3. What usually moves the Hong Kong dollar?
This is often when local borrowing costs do not move in tandem with the United States. For example, the spread between the Hong Kong interbank offered rate (Hibor) and its US counterpart (dollar Libor) widened significantly after the Fed began its aggressive rate hikes, as liquidity in Hong Kong was still very abundant. (Hibor and Libor represent a daily average of what banks say they would charge to lend to each other.) This spread makes it attractive for traders to borrow Hong Kong dollars to buy US dollars in order to get the highest yield. This so-called carry trade may push the local currency towards its low end of HK$7.85, prompting the HKMA to intervene.
4. What’s the problem now?
Lower liquidity resulting from the peg defense has led to higher borrowing costs this year for businesses and individuals in Hong Kong at a time of tight Covid-19 restrictions, particularly regarding travel, continue to weigh on the economy and hurt employment. Moreover, Hong Kong’s real estate sector is already under pressure from an exodus of Hong Kong residents, whether for pandemic-related or political reasons after Beijing tightened its grip on the city in 2020. higher mortgage costs won’t help.
5. Should people be worried about the ankle?
Hong Kong officials say no. Finance Secretary Paul Chan said in July that the city’s “enormous” foreign exchange reserves – around $440 billion, or around 1.7 times the monetary base of the Hong Kong dollar – are enough to sustain the currency peg. Prolonged periods of capital outflows have already occurred during previous stressful times such as the global financial crisis, the SARS outbreak, and during US-China tensions under then-President Donald Trump. At that time, Chan noted that China’s central bank could also provide US dollars through a currency swap line if ever Washington imposed sanctions on the city. China has the largest foreign exchange reserves in the world with more than 3,000 billion dollars. John Greenwood, the architect of Hong Kong’s dollar peg and now an independent consultant to the International Monetary Monitor, said that because the city has a currency board charged solely with maintaining the peg, rather than a central bank that conducts domestic monetary policy, “speculation against the Hong Kong dollar always fails.
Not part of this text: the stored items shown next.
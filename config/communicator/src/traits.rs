use std::fmt::Debug;

pub const ROOT_RANK: usize = 0;

#[derive(Debug, Clone, Copy, PartialEq, Eq)]
pub enum CommunicatorKind {
    Mpi,
    Threads,
}

#[derive(Debug, Clone, Copy, PartialEq, Eq)]
pub enum ReduceOp {
    Sum,
    Max,
    Min,
}

impl ReduceOp {
    #[inline]
    pub fn identity(&self) -> f64 {
        match self {
            ReduceOp::Sum => 0.0,
            ReduceOp::Max => f64::NEG_INFINITY,
            ReduceOp::Min => f64::INFINITY,
        }
    }

    #[inline]
    pub fn combine(&self, acc: f64, x: f64) -> f64 {
        match self {
            ReduceOp::Sum => acc + x,
            ReduceOp::Max => acc.max(x),
            ReduceOp::Min => acc.min(x),
        }
    }
}

/// A group of cooperating participants.
///
/// Every collective below must be entered by all participants of the group, in the same
/// order. The value returned by a collective is identical on every participant.
pub trait Communicator: Debug {
    const KIND: CommunicatorKind;

    fn world_size(&self) -> usize;

    fn world_rank(&self) -> usize;

    #[inline(always)]
    fn is_root(&self) -> bool {
        self.world_rank() == ROOT_RANK
    }

    #[inline(always)]
    fn is_single_process(&self) -> bool {
        self.world_size() == 1
    }

    /// Block until every participant has reached the barrier
    fn barrier(&self);

    /// Combine one value per participant with `op`
    fn all_reduce_f64(&self, local: f64, op: ReduceOp) -> f64;

    /// Entry `r` of the result is the value contributed by rank `r`
    fn all_gather_u64(&self, local: u64) -> Vec<u64>;

    /// Sum of the values contributed by all lower ranks
    fn exclusive_scan_sum_u64(&self, local: u64) -> u64 {
        self.all_gather_u64(local)
            .iter()
            .take(self.world_rank())
            .sum()
    }
}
6. Why not peg the Hong Kong dollar to the Chinese yuan instead?
Various factors support the status quo. The US dollar is fully convertible and can be traded freely in large quantities on the foreign exchange markets. The yuan does not fit this bill at this time. The US dollar also dominates as an international reserve currency, while the yuan still has some way to go to strengthen its reserve status. Hong Kong’s de facto central bank chief Eddie Yue said the peg had worked well for nearly 40 years and there were no plans to change it. However, Hong Kong has tended over the years to adopt monetary arrangements that facilitate cross-border trade with the mainland. Pegging the local dollar to the yuan “could be a long-term possibility” – if the yuan were used more in Hong Kong and abroad, Goldman Sachs Group economists, including Hui Shan and Andrew Tilton, wrote in May. . Politics could be another driver, should Hong Kong lose its semi-autonomous status and be integrated into the mainland. As George Magnus, an economist and associate at the University of Oxford China Centre, put it: “It’s up to China to decide if they want to keep the peg in place.”